10.4. Conclusion

Nous pouvons donc maintenant préciser l’état de notre problématique et indiquer ce qu’il nous reste à mettre au travail :

Nous savons qu’à l’époque du baroque tardif, la vielle à roue est l’objet d’une entreprise « symbolique ». Il s’agit d’une part de la décontaminer, de la débarrassant de ce qui la déshonore en rappelant son origine misérable. Il s’agit d’autre part de faire advenir une « nouvelle vielle », cette « lyre d’Apollon » au service de l’évocation et de la quête arcadienne.

Nous savons aussi que cette transformation symbolique opère à partir d’une mutation sociale radicale. L’instrument du mendiant devient, en quelques années, l’instrument de l’aristocrate (aux champs). Mais il existe aussi des professionnels qui voudront vivre de cette nouvelle vielle, qu’ils soient instrumentistes ou pédagogues. Ces bourgeois de la vielle seront en position de classe moyenne. Ils sont aspirés par le modèle aristocratique auquel ils veulent s’identifier, et la nouvelle vielle pourrait constituer pour eux un « ascenseur social » efficace ; mais ils sont simultanément menacés par une régression sociale, un retour à ce statut de misérable que l’histoire a octroyé au vielleux.

Nous avons donc jusqu’alors pris en compte l’aspect symbolique et l’aspect social de la question que pose l’existence d’une vielle baroque. Reste à en voir les conséquences musicales, esthétiques comme techniques, ce qui sera l’objet des deux prochaines parties de ce travail, consacrées pour l’une à la fabrique de l’instrument et aux techniques de jeu, et pour l’autre aux caractéristiques de son répertoire. Il s’agira alors d’interroger la réalité musicale, de mieux comprendre si effectivement l’instrument a changé, si la façon d’en jouer est particulière, s’il existe une musique pour vielle en accord avec les objectifs que nous avons mis en évidence.
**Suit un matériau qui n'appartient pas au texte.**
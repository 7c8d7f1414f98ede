//! Winning line analysis for Tic-Tac-Toe

use super::{Cell, GameOutcome, Player};

/// Winning line indices on the 3x3 board
pub const WINNING_LINES: [[usize; 3]; 8] = [
    [0, 1, 2],
    [3, 4, 5],
    [6, 7, 8], // rows
    [0, 3, 6],
    [1, 4, 7],
    [2, 5, 8], // columns
    [0, 4, 8],
    [2, 4, 6], // diagonals
];

/// Utility for analyzing winning lines in Tic-Tac-Toe
pub struct LineAnalyzer;

impl LineAnalyzer {
    /// Check if a player has won by having three in a row
    pub fn has_won(cells: &[Cell; 9], player: Player) -> bool {
        let target = player.to_cell();
        WINNING_LINES
            .iter()
            .any(|line| line.iter().all(|&idx| cells[idx] == target))
    }

    /// Terminal result of a set of cells.
    ///
    /// Works on any cell layout, including ones that could not arise in play,
    /// so that callers can classify raw positions without validating them.
    /// X is checked first when both sides own a line.
    pub fn outcome(cells: &[Cell; 9]) -> Option<GameOutcome> {
        if Self::has_won(cells, Player::X) {
            Some(GameOutcome::Win(Player::X))
        } else if Self::has_won(cells, Player::O) {
            Some(GameOutcome::Win(Player::O))
        } else if !cells.contains(&Cell::Empty) {
            Some(GameOutcome::Draw)
        } else {
            None
        }
    }

    /// Find all positions that would immediately win for the player, in ascending order
    pub fn winning_moves(cells: &[Cell; 9], player: Player) -> Vec<usize> {
        let mut moves: Vec<usize> = WINNING_LINES
            .iter()
            .filter_map(|line| Self::winning_move_in_line(cells, player, line))
            .collect();
        moves.sort_unstable();
        moves.dedup();
        moves
    }

    fn winning_move_in_line(cells: &[Cell; 9], player: Player, line: &[usize; 3]) -> Option<usize> {
        let target = player.to_cell();
        let mut count = 0;
        let mut empty_pos = None;

        for &idx in line {
            match cells[idx] {
                Cell::Empty => {
                    if empty_pos.is_some() {
                        return None;
                    }
                    empty_pos = Some(idx);
                }
                c if c == target => count += 1,
                _ => return None,
            }
        }

        if count == 2 { empty_pos } else { None }
    }
}
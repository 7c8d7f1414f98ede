//! Error types for the MENACE crate

use thiserror::Error;

/// Main error type for the MENACE crate
#[derive(Error, Debug)]
#[non_exhaustive]
pub enum Error {
    #[error("invalid move: position {position} is already occupied")]
    InvalidMove { position: usize },

    #[error("position {position} is out of bounds (must be 0-8)")]
    InvalidPosition { position: usize },

    #[error("no valid moves available")]
    NoValidMoves,

    #[error("opponent '{opponent}' returned no move on a board with legal moves")]
    OpponentMoveMissing { opponent: String },

    #[error("wrong board length: expected {expected} cells, got {got} in '{context}'")]
    InvalidBoardLength {
        expected: usize,
        got: usize,
        context: String,
    },

    #[error("invalid character '{character}' at position {position} in '{context}'")]
    InvalidCellCharacter {
        character: char,
        position: usize,
        context: String,
    },

    #[error("'{key}' is not a canonical board key")]
    InvalidCanonicalKey { key: String },

    #[error("invalid piece counts: X={x_count}, O={o_count} (must be equal or X ahead by 1)")]
    InvalidPieceCounts { x_count: usize, o_count: usize },

    #[error("invalid configuration: {message}")]
    InvalidConfiguration { message: String },

    #[error("failed to {operation}: {source}")]
    Io {
        operation: String,
        #[source]
        source: std::io::Error,
    },

    #[error("serialization error: {0}")]
    Serialization(#[from] serde_json::Error),

    #[error("progress bar template error: {message}")]
    ProgressBarTemplate { message: String },
}

/// Convenience type alias for Results using the crate's Error type
pub type Result<T> = std::result::Result<T, Error>;

impl From<std::io::Error> for Error {
    fn from(source: std::io::Error) -> Self {
        Error::Io {
            operation: "IO operation".to_string(),
            source,
        }
    }
}
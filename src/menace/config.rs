//! Learning parameters for a MENACE agent

use std::path::Path;

use serde::{Deserialize, Serialize};

use super::agent::Outcome;

/// Beads added to every move of a game, by outcome
#[derive(Debug, Clone, Copy, PartialEq, Eq, Serialize, Deserialize)]
pub struct ReinforcementValues {
    pub win: i32,
    pub draw: i32,
    pub loss: i32,
}

impl ReinforcementValues {
    /// Signed bead delta for an outcome
    pub fn delta(&self, outcome: Outcome) -> i32 {
        match outcome {
            Outcome::AgentWin => self.win,
            Outcome::Draw => self.draw,
            Outcome::OpponentWin => self.loss,
        }
    }
}

impl Default for ReinforcementValues {
    fn default() -> Self {
        // MENACE's original values
        ReinforcementValues {
            win: 3,
            draw: 1,
            loss: -1,
        }
    }
}

/// Configuration for a MENACE agent.
///
/// # Examples
///
/// ```
/// use menace::menace::{MenaceConfig, ReinforcementValues};
///
/// let config = MenaceConfig::default()
///     .with_initial_beads(2)
///     .with_reinforcement(ReinforcementValues { win: 4, draw: 2, loss: -2 });
/// assert!(config.validate().is_ok());
/// ```
#[derive(Debug, Clone, Copy, PartialEq, Eq, Serialize, Deserialize)]
#[serde(default)]
pub struct MenaceConfig {
    /// Beads placed on every legal move of a new matchbox
    pub initial_beads: i32,
    /// Bead deltas applied after each game
    pub reinforcement: ReinforcementValues,
}

impl Default for MenaceConfig {
    fn default() -> Self {
        Self {
            initial_beads: 4,
            reinforcement: ReinforcementValues::default(),
        }
    }
}

impl MenaceConfig {
    /// Set the initial bead count.
    pub fn with_initial_beads(mut self, beads: i32) -> Self {
        self.initial_beads = beads;
        self
    }

    /// Set the reinforcement values.
    pub fn with_reinforcement(mut self, reinforcement: ReinforcementValues) -> Self {
        self.reinforcement = reinforcement;
        self
    }

    /// Check that new moves start alive.
    ///
    /// # Errors
    ///
    /// Returns [`crate::Error::InvalidConfiguration`] if `initial_beads < 1`.
    pub fn validate(&self) -> crate::Result<()> {
        if self.initial_beads < super::matchbox::MIN_BEADS {
            return Err(crate::Error::InvalidConfiguration {
                message: format!(
                    "initial_beads must be at least {}, got {}",
                    super::matchbox::MIN_BEADS,
                    self.initial_beads
                ),
            });
        }
        Ok(())
    }

    /// Load and validate a configuration from a JSON file.
    ///
    /// Missing fields fall back to their defaults.
    pub fn load<P: AsRef<Path>>(path: P) -> crate::Result<Self> {
        let path = path.as_ref();
        let file = std::fs::File::open(path).map_err(|source| crate::Error::Io {
            operation: format!("open config {}", path.display()),
            source,
        })?;
        let config: Self = serde_json::from_reader(std::io::BufReader::new(file))?;
        config.validate()?;
        Ok(config)
    }
}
Ce court chapitre intermédiaire nous a servi de transition ; nous y avons observé quelles spécificités sonores ou musicales (le « bruitage » et le caractère pesant) étaient incompatibles avec l’esthétique baroque ; nous avons, en revanche, indiqué que « brillance » mais aussi « délicatesse » seraient les caractéristiques que le luthier aurait à promouvoir dans la facture de l’instrument, comme le compositeur dans l’œuvre qu’il écrit.